Early Struggle for Christianity in Madagascar




The Andohalo Cathedral on top of the hill in Antananarivo, Madagascar marks the place where Queen Ranavalona I executed a number of Christians during her 33 year reign from 1829-1861.


At the beginning of he reign Queen Ranavalona I outlawed Christianity and executed convicted Christians by crucifixion, spear, throwing off the cliff, burning alive and poison.

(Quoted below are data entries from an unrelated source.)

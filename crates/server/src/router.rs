//! HTTP router construction.

use std::sync::Arc;

use axum::routing::{get, post};
use axum::Router;
use tower_http::cors::CorsLayer;

use crate::api;
use crate::state::AppState;

/// Build the application router with all routes and middleware.
pub fn build_router(state: Arc<AppState>) -> Router {
    Router::new()
        .route("/health", get(api::health))
        .route("/api/almanac/data", get(api::almanac_data))
        .route("/api/almanac/date_control", post(api::date_control))
        .route("/api/almanac/metrics", get(api::metrics))
        .route("/api/almanac/reload", post(api::reload))
        .layer(CorsLayer::permissive())
        .with_state(state)
}
pub mod clock;
pub mod config;
pub mod error;
pub mod scope;
pub mod snapshot;

pub use clock::{BucketKey, Clock, Granularity, ManualClock, SharedClock, SystemClock};
pub use config::Config;
pub use error::*;
pub use scope::*;
pub use snapshot::*;
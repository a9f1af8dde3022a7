use std::sync::atomic::{AtomicUsize, Ordering};
use std::sync::Arc;
use std::time::Duration;

use almanac_core::ManualClock;
use async_trait::async_trait;
use chrono::{NaiveDate, NaiveDateTime};

use crate::engine::{AlmanacEngine, EngineConfig};
use crate::error::{ComputeError, FieldError};
use crate::provider::testing::CountingProvider;
use crate::registry::{BuildPlan, FieldCompute, FieldContext, FieldId, FieldOutput, FieldSpec};
use crate::scheduler::runner::Scheduler;
use crate::scheduler::types::{Cadence, Trigger};

/// Mock field counting its recomputes.
struct MockField {
    computed: Arc<AtomicUsize>,
    delay: Duration,
}

impl MockField {
    fn new() -> Self {
        Self {
            computed: Arc::new(AtomicUsize::new(0)),
            delay: Duration::ZERO,
        }
    }

    fn slow(delay: Duration) -> Self {
        Self {
            delay,
            ..Self::new()
        }
    }
}

#[async_trait]
impl FieldCompute for MockField {
    async fn compute(&self, _ctx: &FieldContext) -> Result<FieldOutput, FieldError> {
        self.computed.fetch_add(1, Ordering::SeqCst);
        tokio::time::sleep(self.delay).await;
        Ok(FieldOutput::new("ok"))
    }
}

/// 100ms before the 09:15 quarter-hour boundary.
fn just_before_quarter() -> NaiveDateTime {
    NaiveDate::from_ymd_opt(2025, 3, 1)
        .unwrap()
        .and_hms_milli_opt(9, 14, 59, 900)
        .unwrap()
}

fn scheduler_with(
    fields: Vec<(&str, Cadence, MockField)>,
    config: EngineConfig,
) -> (Scheduler, Vec<Arc<AtomicUsize>>) {
    let clock = Arc::new(ManualClock::new(just_before_quarter()));
    let engine = AlmanacEngine::new(Arc::new(CountingProvider::new()), clock, config);

    let mut counters = Vec::new();
    let specs = fields
        .into_iter()
        .map(|(name, cadence, field)| {
            counters.push(Arc::clone(&field.computed));
            FieldSpec {
                id: FieldId::new("home", name),
                cadence,
                is_main: false,
                signature: name.to_string(),
                compute: Arc::new(field),
            }
        })
        .collect();
    engine.registry().install(BuildPlan {
        scopes: vec!["home".into()],
        specs,
        dropped: Vec::new(),
    });
    (Scheduler::new(Arc::new(engine)), counters)
}

fn no_startup_refresh() -> EngineConfig {
    let mut config = EngineConfig::default();
    config.scheduler.startup_refresh = false;
    config
}

async fn wait_for(counter: &AtomicUsize, at_least: usize) -> bool {
    for _ in 0..100 {
        if counter.load(Ordering::SeqCst) >= at_least {
            return true;
        }
        tokio::time::sleep(Duration::from_millis(20)).await;
    }
    false
}

#[tokio::test]
async fn start_twice_is_rejected() {
    let (scheduler, _) = scheduler_with(Vec::new(), no_startup_refresh());
    scheduler.start().await.unwrap();
    assert!(scheduler.is_running());
    assert!(matches!(scheduler.start().await, Err(ComputeError::AlreadyRunning)));
    scheduler.shutdown().await;
    assert!(!scheduler.is_running());
}

#[tokio::test]
async fn startup_refresh_covers_every_cadence() {
    let (scheduler, counters) = scheduler_with(
        vec![
            ("a", Cadence::QuarterHour, MockField::new()),
            ("b", Cadence::Hourly, MockField::new()),
            ("c", Cadence::Midnight, MockField::new()),
        ],
        EngineConfig::default(),
    );
    scheduler.start().await.unwrap();
    for counter in &counters {
        assert!(wait_for(counter, 1).await);
    }
    scheduler.shutdown().await;
    assert_eq!(scheduler.metrics().runs["forced"], 1);
}

#[tokio::test(flavor = "multi_thread", worker_threads = 2)]
async fn tick_fires_only_its_cadence_group() {
    let (scheduler, counters) = scheduler_with(
        vec![
            ("quarter", Cadence::QuarterHour, MockField::new()),
            ("hourly", Cadence::Hourly, MockField::new()),
        ],
        no_startup_refresh(),
    );
    scheduler.start().await.unwrap();
    assert!(wait_for(&counters[0], 1).await, "quarter-hour tick never fired");
    // The clock is frozen just before 09:15; the next hourly boundary is 10:00.
    tokio::time::sleep(Duration::from_millis(200)).await;
    assert_eq!(counters[0].load(Ordering::SeqCst), 1, "boundary fired twice");
    assert_eq!(counters[1].load(Ordering::SeqCst), 0);
    scheduler.shutdown().await;
    assert_eq!(scheduler.metrics().runs["quarter_hour"], 1);
}

#[tokio::test(flavor = "multi_thread", worker_threads = 4)]
async fn slow_hourly_run_does_not_delay_the_quarter_hour_tick() {
    let mut config = no_startup_refresh();
    config.scheduler.shutdown_timeout_seconds = 1;
    let (scheduler, counters) = scheduler_with(
        vec![
            ("hourly", Cadence::Hourly, MockField::slow(Duration::from_secs(3))),
            ("quarter", Cadence::QuarterHour, MockField::new()),
        ],
        config,
    );

    // An hourly run still computing when the 09:15 boundary arrives.
    let hourly = {
        let engine = Arc::clone(scheduler.engine());
        tokio::spawn(async move { engine.run_group(Trigger::Tick(Cadence::Hourly)).await })
    };
    assert!(wait_for(&counters[0], 1).await);

    let begun = std::time::Instant::now();
    scheduler.start().await.unwrap();
    assert!(wait_for(&counters[1], 1).await, "quarter-hour tick never fired");
    let mut recorded = false;
    for _ in 0..50 {
        if scheduler.metrics().runs.get("quarter_hour") == Some(&1) {
            recorded = true;
            break;
        }
        tokio::time::sleep(Duration::from_millis(20)).await;
    }
    assert!(recorded, "quarter-hour run never completed");
    assert!(
        begun.elapsed() < Duration::from_millis(1500),
        "quarter-hour run waited on the hourly one"
    );
    assert!(!hourly.is_finished(), "hourly run still in flight");
    assert!(scheduler.metrics().runs.get("hourly").is_none());

    scheduler.shutdown().await;
    hourly.abort();
}

#[tokio::test(flavor = "multi_thread", worker_threads = 2)]
async fn shutdown_aborts_runs_past_the_timeout() {
    let mut config = EngineConfig::default();
    config.scheduler.shutdown_timeout_seconds = 1;
    let (scheduler, counters) = scheduler_with(
        vec![("slow", Cadence::Hourly, MockField::slow(Duration::from_secs(30)))],
        config,
    );
    scheduler.start().await.unwrap();
    assert!(wait_for(&counters[0], 1).await);

    let begun = std::time::Instant::now();
    scheduler.shutdown().await;
    assert!(begun.elapsed() < Duration::from_secs(5));
    assert!(scheduler.metrics().runs.get("forced").is_none(), "slow run was aborted");
}

#[tokio::test]
async fn shutdown_before_start_is_harmless() {
    let (scheduler, _) = scheduler_with(Vec::new(), no_startup_refresh());
    scheduler.shutdown().await;
    assert!(!scheduler.is_running());
}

Keith Laidler in Female Caligula describes how Queen Ranavalona executed Christians:

"The seven Christians stood together in the bright sunlight, bound with strong ropes, singing a hymn to their foreign Saviour as the spearmen advanced. Around them a crowd of jostling men, women and children, more than 60,000 strong and dressed in togas of various hues, yelled and jeered at the forlorn expression of faith by the condemned. Hucksters moved through the crowd, calling out their wares, selling snacks and drinks for the entertainment, and noting too a distinct sense of disappointment in their customers. The mob was angry. They felt cheated: they had come to enjoy the destruction of the hated sect, to see its adherents run screaming and panic-stricken from the spears, not watch them taking their slaughter meekly like so many placid sheep. There was little entertainment.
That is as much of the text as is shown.